Aim of the task: Emit a verbatim copy of the lines running from the line with "per-connection state machine" through the end of the material below.
* * *
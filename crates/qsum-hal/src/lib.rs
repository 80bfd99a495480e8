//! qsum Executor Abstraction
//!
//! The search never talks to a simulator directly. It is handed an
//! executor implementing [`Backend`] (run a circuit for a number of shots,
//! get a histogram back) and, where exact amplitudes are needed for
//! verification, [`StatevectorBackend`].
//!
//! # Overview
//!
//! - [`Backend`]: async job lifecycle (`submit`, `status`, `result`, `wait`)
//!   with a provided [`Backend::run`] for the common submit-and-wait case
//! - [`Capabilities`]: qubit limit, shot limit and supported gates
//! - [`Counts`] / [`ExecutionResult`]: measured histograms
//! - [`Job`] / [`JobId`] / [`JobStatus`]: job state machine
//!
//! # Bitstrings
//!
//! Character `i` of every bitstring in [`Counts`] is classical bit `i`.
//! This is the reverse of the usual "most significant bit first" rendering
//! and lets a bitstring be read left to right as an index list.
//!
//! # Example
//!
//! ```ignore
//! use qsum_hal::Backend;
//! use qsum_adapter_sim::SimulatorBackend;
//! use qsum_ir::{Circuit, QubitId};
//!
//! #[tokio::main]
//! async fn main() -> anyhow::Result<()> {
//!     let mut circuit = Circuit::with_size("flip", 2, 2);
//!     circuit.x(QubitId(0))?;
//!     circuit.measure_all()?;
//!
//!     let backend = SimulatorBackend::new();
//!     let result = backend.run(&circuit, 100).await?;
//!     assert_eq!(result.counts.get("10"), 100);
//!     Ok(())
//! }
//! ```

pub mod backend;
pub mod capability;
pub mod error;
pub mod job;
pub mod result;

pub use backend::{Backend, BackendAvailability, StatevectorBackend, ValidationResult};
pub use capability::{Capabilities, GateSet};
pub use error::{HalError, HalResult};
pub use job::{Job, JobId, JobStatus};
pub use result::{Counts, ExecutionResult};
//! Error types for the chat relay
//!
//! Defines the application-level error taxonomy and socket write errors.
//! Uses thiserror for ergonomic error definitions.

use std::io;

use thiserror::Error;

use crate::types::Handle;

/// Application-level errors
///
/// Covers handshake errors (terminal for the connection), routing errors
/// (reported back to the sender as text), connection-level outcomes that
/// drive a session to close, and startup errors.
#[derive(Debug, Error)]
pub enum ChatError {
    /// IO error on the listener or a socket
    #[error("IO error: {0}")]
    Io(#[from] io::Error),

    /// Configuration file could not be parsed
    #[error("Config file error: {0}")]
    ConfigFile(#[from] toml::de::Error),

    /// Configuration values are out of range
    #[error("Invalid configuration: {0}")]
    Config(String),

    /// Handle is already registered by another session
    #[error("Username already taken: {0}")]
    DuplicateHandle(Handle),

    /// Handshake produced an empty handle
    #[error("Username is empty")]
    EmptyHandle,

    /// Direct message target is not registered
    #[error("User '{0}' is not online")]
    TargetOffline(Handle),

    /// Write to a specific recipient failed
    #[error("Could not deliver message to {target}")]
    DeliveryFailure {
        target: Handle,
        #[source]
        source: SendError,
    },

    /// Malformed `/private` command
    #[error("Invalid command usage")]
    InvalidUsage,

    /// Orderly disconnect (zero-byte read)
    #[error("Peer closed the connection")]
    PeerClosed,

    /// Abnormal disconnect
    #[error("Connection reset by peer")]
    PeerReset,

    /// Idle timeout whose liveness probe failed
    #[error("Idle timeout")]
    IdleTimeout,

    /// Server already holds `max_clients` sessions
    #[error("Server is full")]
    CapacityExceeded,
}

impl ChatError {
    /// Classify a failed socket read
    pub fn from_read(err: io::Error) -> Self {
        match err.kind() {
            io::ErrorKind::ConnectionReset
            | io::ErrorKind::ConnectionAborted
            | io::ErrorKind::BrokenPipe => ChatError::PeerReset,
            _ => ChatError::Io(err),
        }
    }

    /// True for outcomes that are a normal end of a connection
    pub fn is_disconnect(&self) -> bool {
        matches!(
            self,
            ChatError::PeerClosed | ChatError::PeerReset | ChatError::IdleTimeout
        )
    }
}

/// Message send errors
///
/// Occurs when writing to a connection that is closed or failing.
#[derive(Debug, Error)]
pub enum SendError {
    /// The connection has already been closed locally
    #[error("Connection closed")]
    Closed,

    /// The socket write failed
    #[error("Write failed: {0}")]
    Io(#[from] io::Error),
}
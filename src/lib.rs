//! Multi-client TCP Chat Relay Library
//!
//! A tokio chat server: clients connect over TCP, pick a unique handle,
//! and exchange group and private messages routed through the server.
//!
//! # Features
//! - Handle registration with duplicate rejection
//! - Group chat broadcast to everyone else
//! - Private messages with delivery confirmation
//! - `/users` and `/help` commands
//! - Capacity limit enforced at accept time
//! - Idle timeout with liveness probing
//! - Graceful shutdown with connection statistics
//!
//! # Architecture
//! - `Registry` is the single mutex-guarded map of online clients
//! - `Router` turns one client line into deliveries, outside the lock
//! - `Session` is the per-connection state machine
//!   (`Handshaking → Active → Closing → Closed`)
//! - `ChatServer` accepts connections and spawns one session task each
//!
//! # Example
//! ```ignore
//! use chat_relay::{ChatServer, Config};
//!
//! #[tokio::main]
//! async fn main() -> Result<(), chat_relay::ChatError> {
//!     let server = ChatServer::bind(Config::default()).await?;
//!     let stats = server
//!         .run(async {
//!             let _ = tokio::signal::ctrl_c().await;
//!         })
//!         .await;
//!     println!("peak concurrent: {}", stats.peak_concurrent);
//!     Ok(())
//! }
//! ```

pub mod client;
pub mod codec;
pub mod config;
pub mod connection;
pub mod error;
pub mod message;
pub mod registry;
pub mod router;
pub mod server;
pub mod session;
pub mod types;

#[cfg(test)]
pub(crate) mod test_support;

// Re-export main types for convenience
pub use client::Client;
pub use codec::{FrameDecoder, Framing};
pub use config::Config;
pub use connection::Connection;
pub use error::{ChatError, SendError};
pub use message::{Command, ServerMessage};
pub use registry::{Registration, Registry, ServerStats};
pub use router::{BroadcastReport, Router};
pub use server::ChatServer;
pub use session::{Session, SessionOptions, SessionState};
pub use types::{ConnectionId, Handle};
* * *
Finished exercise:
//! - `Session` is the per-connection state machine
//!   (`Handshaking → Active → Closing → Closed`)
//! - `ChatServer` accepts connections and spawns one session task each
//!
//! # Example
//! ```ignore
//! use chat_relay::{ChatServer, Config};
//!
//! #[tokio::main]
//! async fn main() -> Result<(), chat_relay::ChatError> {
//!     let server = ChatServer::bind(Config::default()).await?;
//!     let stats = server
//!         .run(async {
//!             let _ = tokio::signal::ctrl_c().await;
//!         })
//!         .await;
//!     println!("peak concurrent: {}", stats.peak_concurrent);
//!     Ok(())
//! }
//! ```

pub mod client;
pub mod codec;
pub mod config;
pub mod connection;
pub mod error;
pub mod message;
pub mod registry;
pub mod router;
pub mod server;
pub mod session;
pub mod types;

#[cfg(test)]
pub(crate) mod test_support;

// Re-export main types for convenience
pub use client::Client;
pub use codec::{FrameDecoder, Framing};
pub use config::Config;
pub use connection::Connection;
pub use error::{ChatError, SendError};
pub use message::{Command, ServerMessage};
pub use registry::{Registration, Registry, ServerStats};
pub use router::{BroadcastReport, Router};
pub use server::ChatServer;
pub use session::{Session, SessionOptions, SessionState};
pub use types::{ConnectionId, Handle};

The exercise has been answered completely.